Tag Archives: testing

The Watir Podcast Episode 65 – Cheezy’s Return

Jeff Morgan, AKA Cheezy, comes onto the Watir Podcast to discuss the new release of his Page Objects gem, his Fig Newton gem, Data Magic gem, Service Mock gem, and agile.

Book Review Pt2: Black-box testing: techniques for functional testing of software and systems

Chapter 1: Introduction

This chapter introduces testing purposes, roles, and methods.

The first thing that hits me are the definitions. Is this book like 20 years old or something? The Performance Bug and Security Bug definitions have grey hair. I like how Dr. Beizer dances around the unit, component, and integration tests. I can now understand it as well as I’ve ever understood it – but I won’t try explaining this to a child because they’ll tear me apart. People don’t try to break software anymore. They find where it’s already broken, it’s weaknesses, and it’s limitations. Otherwise, I generally agree with the definitions.

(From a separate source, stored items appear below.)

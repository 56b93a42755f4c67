//! Product catalog endpoints.
//!
//! Writes go to the in-process catalog; carts holding a changed or removed
//! product are brought up to date by the reconciliation listener.

use std::sync::Arc;

use axum::Json;
use axum::extract::{Path, State};
use axum::http::StatusCode;
use cart::{CatalogError, Discount, Money, Product, ProductCatalog, ProductId, ProductUpdate};
use cart_store::CartStore;
use serde::{Deserialize, Serialize};

use crate::error::ApiError;
use crate::state::AppState;

#[derive(Deserialize, Debug, Default)]
pub struct ProductRequest {
    pub name: Option<String>,
    pub price_cents: Option<i64>,
    pub discount_bp: Option<u32>,
    pub stock: Option<u32>,
}

#[derive(Serialize)]
pub struct ProductResponse {
    pub product_id: String,
    pub name: String,
    pub price_cents: i64,
    pub discount_bp: u32,
    pub special_price_cents: i64,
    pub stock: u32,
}

impl From<Product> for ProductResponse {
    fn from(product: Product) -> Self {
        Self {
            product_id: product.id.to_string(),
            name: product.name,
            price_cents: product.price.cents(),
            discount_bp: product.discount.basis_points(),
            special_price_cents: product.special_price.cents(),
            stock: product.stock,
        }
    }
}

/// PUT /products/{product_id}: create a product or update the given fields.
///
/// Creating requires `price_cents`.
#[tracing::instrument(skip(state))]
pub async fn upsert<S: CartStore + 'static>(
    State(state): State<Arc<AppState<S>>>,
    Path(product_id): Path<String>,
    Json(req): Json<ProductRequest>,
) -> Result<Json<ProductResponse>, ApiError> {
    let product_id = ProductId::new(product_id);
    let update = ProductUpdate {
        name: req.name,
        price: req.price_cents.map(Money::from_cents),
        discount: req.discount_bp.map(Discount::from_basis_points),
        stock: req.stock,
    };

    let product = match state.catalog.update_product(&product_id, update.clone()).await {
        Ok(product) => product,
        Err(CatalogError::ProductNotFound(_)) => {
            let price = update.price.ok_or_else(|| {
                ApiError::BadRequest(format!("price_cents is required to create {product_id}"))
            })?;
            let product = Product::new(
                product_id.clone(),
                update.name.unwrap_or_else(|| product_id.to_string()),
                price,
                update.discount.unwrap_or(Discount::NONE),
                update.stock.unwrap_or(0),
            );
            state.catalog.upsert(product).await?
        }
        Err(e) => return Err(e.into()),
    };

    tracing::info!(
        product_id = %product.id,
        special_price = %product.special_price,
        stock = product.stock,
        "product saved"
    );
    Ok(Json(product.into()))
}

/// DELETE /products/{product_id}: remove a product from the catalog.
#[tracing::instrument(skip(state))]
pub async fn remove<S: CartStore + 'static>(
    State(state): State<Arc<AppState<S>>>,
    Path(product_id): Path<String>,
) -> Result<StatusCode, ApiError> {
    state.catalog.remove(&ProductId::new(product_id)).await?;
    Ok(StatusCode::NO_CONTENT)
}

/// GET /products/{product_id}
#[tracing::instrument(skip(state))]
pub async fn get<S: CartStore + 'static>(
    State(state): State<Arc<AppState<S>>>,
    Path(product_id): Path<String>,
) -> Result<Json<ProductResponse>, ApiError> {
    let product_id = ProductId::new(product_id);
    let product = state
        .catalog
        .get(&product_id)
        .await?
        .ok_or(CatalogError::ProductNotFound(product_id))?;
    Ok(Json(product.into()))
}

/// GET /products
pub async fn list<S: CartStore + 'static>(
    State(state): State<Arc<AppState<S>>>,
) -> Json<Vec<ProductResponse>> {
    let products = state.catalog.list().await;
    Json(products.into_iter().map(ProductResponse::from).collect())
}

I agree with the numbered reasons for testing software. Most of these reasons can be incorporated into a cucumber scenario. The “penultimate objective” implies that using some kind of find-rate will help make a decision about readiness – I disagree because it could be a problem with the pesticide paradox.

In the Test Strategies section, test strategy is so much more than test techniques. I’m surprised to see them treated an synonyms. But there… BAM! Behavioral testing IS black box testing. I also like that the author doesn’t assume that unit tests are white box tests – one could test units and methods without knowing the code within them, only the promise of the interfaces.

I noticed that when the author talks about the progressive cost of testing units, to components, to integration, to system testing, he leaves out that the biggest cost of those bugs found late are because the time passed since the bug’s introduction is greater AND the number of people involved in repeating past work is higher (building, deploying, and possibly releasing).

In the testing isn’t everything section, I am wondering what happened to Formal Inspections. I’m fully trained in them, though I haven’t participated in one since probably 1997. I like how he says don’t try to justify automated tools as if that ever worked. I hate to do it but I have to do it.

The process section seems pretty old school as well. Old fashion we must have group discipline vs. current day we must have personal discipline. Or maybe I’m just remembering the command & control days poorly, and the short-cuts of today as not poorly enough.

I did not love this chapter. It’s basic and out of date. If I were to teach this chapter to younger testers/developers, I would focus on what has expired, and what replaced it. Then I would ask for reflections of what the students wish we had retained from the days this book was written.